Everyone has questions today.  In ” ‘Suicide Conservatives’ ” Mr. Blow asks his:  What’s a party that has lost its way to do?  Mr. Nocera has his question in “Innovation Nation at War:”  Can one federal judge put a stop to the dumb smartphone patent battles?  Ms. Collins ponders “Fitness for Office:”  How do we measure a good governor? Some people seem to think physical fitness and waist size is a good place to start.  Here’s Mr. Blow:

There used to be a political truism: Democrats fall in love, while Republicans fall in line.

That’s no longer true. Not in this moment. Democrats have learned to fall in love and fall in line. Republicans are just falling apart.

Last week, the opening salvos were launched in a very public and very nasty civil war between establishment Republicans and Tea Party supporters when it was reported that Karl Rove was backing a new group, the Conservative Victory Project, to counter the Tea Party’s selection of loopy congressional candidates who lose in general elections.

The Tea Party was having none of it. It sees Rove’s group as a brazen attack on the Tea Party movement, which it is. Rove sees winning as a practical matter. The Tea Party counts victory in layers of philosophical purity.

Politico reported this week that an unnamed “senior Republican operative” said that one of the party’s biggest problems was “ ‘suicide conservatives, who would rather lose elections than win seats with moderates.’ ”

Democrats could be the ultimate beneficiaries of this tiff. Of the 33 Senate seats up for election in 2014, 20 are held by Democrats. Seven of those 20 are in states that President Obama lost in the last presidential election. Republicans would have to pick up only a handful of seats to take control of the chamber.

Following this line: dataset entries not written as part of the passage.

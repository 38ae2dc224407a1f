//! DalePay Ledger Core
//!
//! Wallet transaction history and the read-only query interface consumed by
//! the risk and compliance evaluators.
//!
//! # Architecture
//!
//! - **History trait**: [`TransactionHistory`] is the only seam the scoring
//!   code depends on; it never sees a concrete store
//! - **Windows**: queries are answered from a [`TransactionWindow`], an ordered
//!   read-only slice of one account's history
//! - **Stores**: [`MemoryLedger`] for tests and single-process deployments,
//!   [`RocksLedger`] for persistent history
//!
//! # Invariants
//!
//! - Completed transactions are immutable
//! - Queries count only `completed` transactions unless a filter says otherwise
//! - Amounts are exact decimals, never floats

#![forbid(unsafe_code)]
#![warn(
    missing_docs,
    rust_2018_idioms,
    missing_debug_implementations,
    clippy::all
)]

pub mod config;
pub mod error;
pub mod history;
pub mod memory;
pub mod storage;
pub mod types;

// Re-exports
pub use config::Config;
pub use error::{Error, Result};
pub use history::{run_blocking, TransactionHistory, TransactionWindow};
pub use memory::MemoryLedger;
pub use storage::RocksLedger;
pub use types::{KycLevel, StatusFilter, Transaction, TransactionStatus, UserId};
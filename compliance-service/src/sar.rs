//! Suspicious Activity Report drafting
//!
//! Builds a draft SAR from a subject and the transactions that triggered it,
//! and exports it as JSON (full report) or CSV (transaction listing).

use crate::error::{ComplianceError, Result};
use crate::types::UserProfile;
use chrono::{DateTime, Utc};
use ledger_core::Transaction;
use rust_decimal::Decimal;
use serde::{Deserialize, Serialize};
use std::path::{Path, PathBuf};
use tracing::info;
use uuid::Uuid;

/// Report status
#[derive(Debug, Clone, Copy, Serialize, Deserialize, PartialEq, Eq)]
#[serde(rename_all = "lowercase")]
pub enum SarStatus {
    Draft,
    Filed,
}

#[derive(Debug, Clone, Serialize, Deserialize, PartialEq, Eq)]
pub struct FilerInfo {
    pub name: String,
    pub fincen_id: String,
    pub address: String,
}

impl Default for FilerInfo {
    fn default() -> Self {
        Self {
            name: "DalePay Financial Services".to_string(),
            fincen_id: "31000123456789".to_string(),
            address: "San Juan, Puerto Rico".to_string(),
        }
    }
}

#[derive(Debug, Clone, Serialize, Deserialize, PartialEq, Eq)]
pub struct SubjectInfo {
    pub name: String,
    pub phone: Option<String>,
    /// Masked identification, e.g. `SSN: ***-**-1234`
    pub identification: String,
}

#[derive(Debug, Clone, Serialize, Deserialize, PartialEq, Eq)]
pub struct DateRange {
    pub start: DateTime<Utc>,
    pub end: DateTime<Utc>,
}

#[derive(Debug, Clone, Serialize, Deserialize, PartialEq, Eq)]
pub struct ActivitySummary {
    pub activity_type: String,
    pub total_amount: Decimal,
    pub transaction_count: u64,
    pub date_range: DateRange,
}

#[derive(Debug, Clone, Serialize, Deserialize, PartialEq)]
pub struct SarReport {
    pub sar_id: Uuid,
    pub filing_date: DateTime<Utc>,
    pub subject_type: String,
    pub filer_info: FilerInfo,
    pub subject_info: SubjectInfo,
    pub suspicious_activity: ActivitySummary,
    pub transaction_ids: Vec<Uuid>,
    pub narrative: String,
    pub status: SarStatus,
}

impl SarReport {
    pub fn to_json(&self) -> Result<String> {
        serde_json::to_string_pretty(self).map_err(|e| ComplianceError::Export(e.to_string()))
    }

    /// File name: `SAR_<yyyymmdd>_<first 8 of id>.<ext>`
    pub fn file_name(&self, extension: &str) -> String {
        format!(
            "SAR_{}_{}.{}",
            self.filing_date.format("%Y%m%d"),
            &self.sar_id.to_string()[..8],
            extension
        )
    }
}

/// SAR generator
#[derive(Debug, Clone, Default)]
pub struct SarGenerator {
    filer: FilerInfo,
}

impl SarGenerator {
    pub fn new(filer: FilerInfo) -> Self {
        Self { filer }
    }

    /// Draft a report; `transactions` must not be empty
    pub fn generate(
        &self,
        subject: &UserProfile,
        transactions: &[Transaction],
        filing_date: DateTime<Utc>,
    ) -> Result<SarReport> {
        let start = transactions.iter().map(|t| t.timestamp).min();
        let end = transactions.iter().map(|t| t.timestamp).max();
        let (start, end) = match (start, end) {
            (Some(start), Some(end)) => (start, end),
            _ => {
                return Err(ComplianceError::InvalidInput(
                    "A SAR needs at least one transaction".to_string(),
                ))
            }
        };

        let total_amount: Decimal = transactions.iter().map(|t| t.amount).sum();
        let identification = format!(
            "SSN: ***-**-{}",
            subject.ssn_last_4.as_deref().unwrap_or("XXXX")
        );

        let report = SarReport {
            sar_id: Uuid::new_v4(),
            filing_date,
            subject_type: "individual".to_string(),
            filer_info: self.filer.clone(),
            subject_info: SubjectInfo {
                name: subject.full_name.clone(),
                phone: subject.phone.clone(),
                identification,
            },
            suspicious_activity: ActivitySummary {
                activity_type: "Unusual transaction patterns".to_string(),
                total_amount,
                transaction_count: transactions.len() as u64,
                date_range: DateRange { start, end },
            },
            transaction_ids: transactions.iter().map(|t| t.id).collect(),
            narrative: narrative(&subject.full_name, transactions.len(), total_amount),
            status: SarStatus::Draft,
        };

        info!(
            sar_id = %report.sar_id,
            user_id = %subject.user_id,
            transaction_count = transactions.len(),
            "SAR drafted"
        );

        Ok(report)
    }

    /// Write the report as pretty JSON into `dir`
    pub fn write_json(&self, report: &SarReport, dir: impl AsRef<Path>) -> Result<PathBuf> {
        std::fs::create_dir_all(dir.as_ref())?;
        let path = dir.as_ref().join(report.file_name("json"));
        std::fs::write(&path, report.to_json()?.as_bytes())?;
        Ok(path)
    }

    /// Write the supporting transactions as CSV into `dir`
    pub fn write_transactions_csv(
        &self,
        report: &SarReport,
        transactions: &[Transaction],
        dir: impl AsRef<Path>,
    ) -> Result<PathBuf> {
        std::fs::create_dir_all(dir.as_ref())?;
        let path = dir.as_ref().join(report.file_name("csv"));

        let mut writer = csv::Writer::from_path(&path)
            .map_err(|e| ComplianceError::Export(e.to_string()))?;
        writer
            .write_record(["id", "from_user_id", "to_user_id", "amount", "timestamp", "status"])
            .map_err(|e| ComplianceError::Export(e.to_string()))?;
        for tx in transactions {
            writer
                .write_record([
                    tx.id.to_string(),
                    tx.from_user_id.to_string(),
                    tx.to_user_id.to_string(),
                    tx.amount.to_string(),
                    tx.timestamp.to_rfc3339(),
                    tx.status.as_str().to_string(),
                ])
                .map_err(|e| ComplianceError::Export(e.to_string()))?;
        }
        writer.flush()?;

        Ok(path)
    }
}

fn narrative(subject: &str, count: usize, total: Decimal) -> String {
    let mut total = total.round_dp(2);
    total.rescale(2);
    format!(
        "Subject {} conducted {} transactions totaling ${} over a period that exhibited \
         unusual patterns inconsistent with normal customer behavior. The transactions were \
         flagged by automated monitoring for high velocity, unusual amount patterns and \
         potential structuring.",
        subject, count, total
    )
}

But some in the Tea Party are threatening that if their candidate is defeated in the primaries by a candidate backed by Rove’s group, they might still run the Tea Party candidate in the general election. That would virtually guarantee a Democratic victory.

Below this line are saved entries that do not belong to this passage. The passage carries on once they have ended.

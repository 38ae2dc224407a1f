//! Error types for risk engine

use thiserror::Error;

/// Risk engine error
#[derive(Debug, Error)]
pub enum Error {
    /// Caller supplied a bad amount or timestamp
    #[error("Invalid argument: {0}")]
    InvalidArgument(String),

    /// History store failed or timed out
    #[error("Transaction history unavailable: {0}")]
    HistoryUnavailable(String),

    /// User not known to the history store
    #[error("Unknown user: {0}")]
    UnknownUser(String),

    /// KYC tier limit exceeded
    #[error("Limit exceeded: {0}")]
    LimitExceeded(String),

    /// Alert sink rejected an alert
    #[error("Alert delivery failed: {0}")]
    AlertDelivery(String),

    /// Invalid configuration
    #[error("Invalid configuration: {0}")]
    InvalidConfig(String),
}

/// Result type
pub type Result<T> = std::result::Result<T, Error>;

impl From<ledger_core::Error> for Error {
    fn from(err: ledger_core::Error) -> Self {
        Error::HistoryUnavailable(err.to_string())
    }
}
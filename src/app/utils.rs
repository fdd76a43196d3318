pub const BYTES_PER_MB: f64 = 1024.0 * 1024.0;

pub fn format_file_size(bytes: u64) -> String {
    const KB: u64 = 1024;
    const MB: u64 = KB * 1024;
    const GB: u64 = MB * 1024;
    if bytes >= GB {
        format!("{:.2} GB", bytes as f64 / GB as f64)
    } else if bytes >= MB {
        format!("{:.2} MB", bytes as f64 / MB as f64)
    } else if bytes >= KB {
        format!("{:.2} KB", bytes as f64 / KB as f64)
    } else {
        format!("{} B", bytes)
    }
}

pub fn bytes_to_mb(bytes: u64) -> f64 {
    bytes as f64 / BYTES_PER_MB
}
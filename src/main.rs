fn main() {
    console_error_panic_hook::set_once();
    meet_ui::start();
}
use std::fmt::Display;
use std::rc::Rc;

use chrono::{Local, TimeZone};

use crate::app::config::UiConfig;
use crate::app::dates::format_date_in;
use crate::app::dom::{data_attribute, Page, WebPage};
use crate::app::log;
use crate::app::upload::attach_upload_guard;

#[derive(Clone, Copy, Debug, Default, PartialEq, Eq)]
pub struct PageSetup {
    pub upload_guard: bool,
    pub dates_formatted: usize,
}

/// Replaces the text of every date element with its formatted `data-date` value.
pub fn apply_date_formatting<P, Tz>(page: &P, config: &UiConfig, tz: &Tz) -> usize
where
    P: Page,
    Tz: TimeZone,
    Tz::Offset: Display,
{
    let mut updated = 0;
    for node in page.query_all(&config.date_selector) {
        let Some(raw) = data_attribute(page, &node, &config.date_attribute) else {
            continue;
        };
        page.set_text(&node, &format_date_in(&raw, tz));
        updated += 1;
    }
    updated
}

pub fn init_page<P>(page: &Rc<P>, config: &UiConfig) -> PageSetup
where
    P: Page + 'static,
    P::Node: 'static,
{
    let upload_guard = attach_upload_guard(page, config).unwrap_or_else(|e| {
        log::error(&format!("[Upload] could not attach guard: {}", e));
        false
    });
    let dates_formatted = apply_date_formatting(&**page, config, &Local);
    PageSetup { upload_guard, dates_formatted }
}

/// Wasm entry point: runs `init_page` once the DOM is parsed.
pub fn start() {
    let Some(page) = WebPage::current() else {
        log::error("[Page] no window or document");
        return;
    };
    if page.is_loading() {
        let ready = page.clone();
        if let Err(e) = page.on_ready(move || run(ready)) {
            log::error(&format!("[Page] could not wait for DOMContentLoaded: {}", e));
        }
    } else {
        run(page);
    }
}

fn run(page: WebPage) {
    let config = UiConfig::load_cached(&page);
    let setup = init_page(&Rc::new(page), &config);
    log::info(&format!(
        "[Page] ready: upload guard {}, {} dates formatted",
        if setup.upload_guard { "on" } else { "off" },
        setup.dates_formatted
    ));
}
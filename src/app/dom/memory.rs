//! In-memory page used by the unit tests.

use std::cell::RefCell;
use std::collections::BTreeMap;
use std::rc::Rc;

use leptos_toast::{ToastOptions, ToastWidget};

use super::Page;

#[derive(Clone, Copy, Debug, PartialEq, Eq, Hash)]
pub struct NodeId(usize);

#[derive(Default)]
struct Element {
    tag: String,
    attributes: BTreeMap<String, String>,
    text: String,
    inner_html: String,
    parent: Option<NodeId>,
    children: Vec<NodeId>,
    file_size: Option<u64>,
    value: String,
    change_handlers: Vec<Rc<dyn Fn()>>,
}

impl Element {
    fn matches(&self, selector: &str) -> bool {
        if let Some(class) = selector.strip_prefix('.') {
            self.attributes
                .get("class")
                .is_some_and(|c| c.split_whitespace().any(|c| c == class))
        } else if let Some(id) = selector.strip_prefix('#') {
            self.attributes.get("id").is_some_and(|v| v == id)
        } else if let Some(attr) = selector.strip_prefix('[').and_then(|s| s.strip_suffix(']')) {
            self.attributes.contains_key(attr)
        } else {
            self.tag.eq_ignore_ascii_case(selector)
        }
    }
}

pub struct MemoryPage {
    nodes: RefCell<Vec<Element>>,
    body: Option<NodeId>,
    alerts: RefCell<Vec<String>>,
}

impl MemoryPage {
    pub fn new() -> Self {
        let body = Element { tag: "body".to_string(), ..Default::default() };
        Self {
            nodes: RefCell::new(vec![body]),
            body: Some(NodeId(0)),
            alerts: RefCell::new(Vec::new()),
        }
    }

    /// A document whose `<body>` has not been parsed yet.
    pub fn without_body() -> Self {
        Self { nodes: RefCell::new(Vec::new()), body: None, alerts: RefCell::new(Vec::new()) }
    }

    pub fn root(&self) -> NodeId {
        self.body.expect("page has no body")
    }

    /// Appends a new `tag` element with `attributes` under `parent`.
    pub fn add(&self, parent: NodeId, tag: &str, attributes: &[(&str, &str)]) -> NodeId {
        let node = self.create_element(tag).unwrap();
        for (name, value) in attributes {
            self.set_attribute(&node, name, value).unwrap();
        }
        self.append_child(&parent, &node).unwrap();
        node
    }

    pub fn add_text(&self, parent: NodeId, tag: &str, attributes: &[(&str, &str)], text: &str) -> NodeId {
        let node = self.add(parent, tag, attributes);
        self.set_text(&node, text);
        node
    }

    /// Simulates the user picking a file (or cancelling with `None`) and fires `change`.
    pub fn pick_file(&self, input: NodeId, size: Option<u64>) {
        let handlers = {
            let mut nodes = self.nodes.borrow_mut();
            let el = &mut nodes[input.0];
            el.file_size = size;
            el.value = if size.is_some() { "C:\\fakepath\\recording.webm".to_string() } else { String::new() };
            el.change_handlers.clone()
        };
        for handler in handlers {
            handler();
        }
    }

    pub fn value(&self, input: NodeId) -> String {
        self.nodes.borrow()[input.0].value.clone()
    }

    pub fn inner_html(&self, node: NodeId) -> String {
        self.nodes.borrow()[node.0].inner_html.clone()
    }

    pub fn children(&self, node: NodeId) -> Vec<NodeId> {
        self.nodes.borrow()[node.0].children.clone()
    }

    pub fn is_attached(&self, node: NodeId) -> bool {
        let nodes = self.nodes.borrow();
        let mut current = Some(node);
        while let Some(id) = current {
            if Some(id) == self.body {
                return true;
            }
            current = nodes[id.0].parent;
        }
        false
    }

    pub fn alerts(&self) -> Vec<String> {
        self.alerts.borrow().clone()
    }

    fn attached_in_order(&self) -> Vec<NodeId> {
        let Some(body) = self.body else {
            return Vec::new();
        };
        let nodes = self.nodes.borrow();
        let mut out = Vec::new();
        let mut stack = vec![body];
        while let Some(id) = stack.pop() {
            out.push(id);
            stack.extend(nodes[id.0].children.iter().rev().copied());
        }
        out
    }

    fn detach(&self, node: NodeId) {
        let mut nodes = self.nodes.borrow_mut();
        if let Some(parent) = nodes[node.0].parent.take() {
            nodes[parent.0].children.retain(|c| *c != node);
        }
    }
}

impl Page for MemoryPage {
    type Node = NodeId;

    fn body(&self) -> Option<NodeId> {
        self.body
    }

    fn element_by_id(&self, id: &str) -> Option<NodeId> {
        let ordered = self.attached_in_order();
        let nodes = self.nodes.borrow();
        ordered
            .into_iter()
            .find(|n| nodes[n.0].attributes.get("id").is_some_and(|v| v == id))
    }

    fn query_all(&self, selector: &str) -> Vec<NodeId> {
        let ordered = self.attached_in_order();
        let nodes = self.nodes.borrow();
        ordered
            .into_iter()
            .filter(|n| Some(*n) != self.body && nodes[n.0].matches(selector))
            .collect()
    }

    fn create_element(&self, tag: &str) -> Result<NodeId, String> {
        let mut nodes = self.nodes.borrow_mut();
        nodes.push(Element { tag: tag.to_string(), ..Default::default() });
        Ok(NodeId(nodes.len() - 1))
    }

    fn set_attribute(&self, node: &NodeId, name: &str, value: &str) -> Result<(), String> {
        self.nodes.borrow_mut()[node.0]
            .attributes
            .insert(name.to_string(), value.to_string());
        Ok(())
    }

    fn attribute(&self, node: &NodeId, name: &str) -> Option<String> {
        self.nodes.borrow()[node.0].attributes.get(name).cloned()
    }

    fn text(&self, node: &NodeId) -> String {
        self.nodes.borrow()[node.0].text.clone()
    }

    fn set_text(&self, node: &NodeId, text: &str) {
        self.nodes.borrow_mut()[node.0].text = text.to_string();
    }

    fn set_inner_html(&self, node: &NodeId, html: &str) {
        self.nodes.borrow_mut()[node.0].inner_html = html.to_string();
    }

    fn append_child(&self, parent: &NodeId, child: &NodeId) -> Result<(), String> {
        if parent == child {
            return Err("cannot append a node to itself".to_string());
        }
        self.detach(*child);
        let mut nodes = self.nodes.borrow_mut();
        nodes[child.0].parent = Some(*parent);
        nodes[parent.0].children.push(*child);
        Ok(())
    }

    fn remove(&self, node: &NodeId) {
        self.detach(*node);
    }

    fn selected_file_size(&self, input: &NodeId) -> Option<u64> {
        self.nodes.borrow()[input.0].file_size
    }

    fn clear_input(&self, input: &NodeId) {
        let mut nodes = self.nodes.borrow_mut();
        nodes[input.0].value.clear();
        nodes[input.0].file_size = None;
    }

    fn alert(&self, message: &str) {
        self.alerts.borrow_mut().push(message.to_string());
    }

    fn on_change(&self, node: &NodeId, handler: Box<dyn Fn()>) -> Result<(), String> {
        self.nodes.borrow_mut()[node.0].change_handlers.push(Rc::from(handler));
        Ok(())
    }
}

/// Records `show` calls and holds hidden callbacks until the test fires them.
#[derive(Default)]
pub struct MemoryToastWidget {
    pub shown: RefCell<Vec<(NodeId, ToastOptions)>>,
    pending: RefCell<Vec<(NodeId, Box<dyn FnOnce()>)>>,
    pub fail_show: bool,
    pub fail_hidden: bool,
}

impl MemoryToastWidget {
    pub fn failing() -> Self {
        Self { fail_show: true, ..Default::default() }
    }

    pub fn failing_hidden() -> Self {
        Self { fail_hidden: true, ..Default::default() }
    }

    /// Fires the hidden callback registered for `toast`. Returns false if none was pending.
    pub fn hide(&self, toast: NodeId) -> bool {
        let done = {
            let mut pending = self.pending.borrow_mut();
            let Some(pos) = pending.iter().position(|(n, _)| *n == toast) else {
                return false;
            };
            pending.remove(pos).1
        };
        done();
        true
    }
}

impl ToastWidget<NodeId> for MemoryToastWidget {
    fn show(&self, toast: &NodeId, options: &ToastOptions) -> Result<(), String> {
        if self.fail_show {
            return Err("toast widget unavailable".to_string());
        }
        self.shown.borrow_mut().push((*toast, *options));
        Ok(())
    }

    fn on_hidden(&self, toast: &NodeId, done: Box<dyn FnOnce()>) -> Result<(), String> {
        if self.fail_hidden {
            return Err("could not listen for hidden event".to_string());
        }
        self.pending.borrow_mut().push((*toast, done));
        Ok(())
    }
}
use std::rc::Rc;

use leptos_toast::{bootstrap_available, BootstrapToast, TimedToast};
use wasm_bindgen::prelude::*;

pub mod config;
pub mod dates;
pub mod dom;
pub mod init;
pub mod log;
pub mod toast;
pub mod upload;
pub mod utils;

use crate::app::config::UiConfig;
use crate::app::dom::WebPage;

pub use init::start;

#[wasm_bindgen(js_name = formatDate)]
pub fn format_date(date_string: &str) -> String {
    dates::format_date(date_string)
}

/// `showToast(message, type?)` for inline page scripts. Never throws.
#[wasm_bindgen(js_name = showToast)]
pub fn show_toast(message: &str, kind: Option<String>) {
    let Some(page) = WebPage::current() else {
        return;
    };
    let severity = toast::parse_severity(kind.as_deref());
    let config = UiConfig::load_cached(&page);
    let page = Rc::new(page);
    let result = if bootstrap_available() {
        toast::show_toast(&page, &BootstrapToast, &config, message, severity)
    } else {
        log::warn("[Toast] bootstrap not loaded, using timed fallback");
        toast::show_toast(&page, &TimedToast::new(config.toast_options()), &config, message, severity)
    };
    if let Err(e) = result {
        log::error(&format!("[Toast] {}", e));
    }
}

Sal Russo, a Tea Party strategist, told Politico: “We discourage our people from supporting third-party candidates by saying ‘that’s a big mistake. We shouldn’t do that.’ ” He added: “But if the position [Rove’s allies] take is rule or ruin — well, two can play that game. And if we get pushed, we’re not going to be able to keep the lid on that.”

The skirmish speaks to a broader problem: a party that has lost its way and can’t rally around a unified, coherent vision of what it wants to be when it grows up.

The traditional Republican message doesn’t work. Rhetorically, the G.O.P. is the party of calamity. The sky is always falling. Everything is broken. Freedoms are eroding. Tomorrow is dimmer than today.

In Republicans’ world, we must tighten our belts until we crush our spines. We must take a road to prosperity that runs through the desert of austerity. We must cut to grow. Republicans are the last guardians against bad governance.

But how can they sell this message to a public that has rejected it in the last two presidential elections?

Some say keep the terms but soften the tone.

A raft of Republicans, many of them possible contenders in 2016, have been trying this approach.

Louisiana’s governor, Bobby Jindal, speaking at a Republican National Committee meeting last month, chastised his party for being “the stupid party” that’s “in love with zeros,” even as he insisted, “I am not one of those who believe we should moderate, equivocate, or otherwise abandon our principles.”

Jindal’s plan, like that of many other Republicans, boils down to two words: talk differently.

Other Republicans, like Marco Rubio, seem to want to go further. They understand that the party must behave differently. He is among a group of senators who recently put forward a comprehensive immigration proposal that would offer a pathway to citizenship for the millions of undocumented immigrants in this country.

This is a position Democrats have advocated, and it’s a position that Republicans have to accept if they want Hispanic support — and a chance of winning a presidential election.

The Tea Party crowd did not seem pleased with that plan. Glenn Beck, the self-described “rodeo clown” of the right, said:

“You’ve got John McCain, Lindsey Graham, and now Marco Rubio joining them because Marco Rubio just has to win elections. I’m done. I’m done. Learn the Constitution. Somebody has to keep a remnant of the Constitution alive.”

For Beck’s wing of the party, moderation is surrender, and surrender is death. It seems to want to go further out on a limb that’s getting ever more narrow. For that crowd, being a Tea Party supporter is more a religion than a political philosophy. They believe so deeply and fervently in it that they see no need for either message massage or actual compromise.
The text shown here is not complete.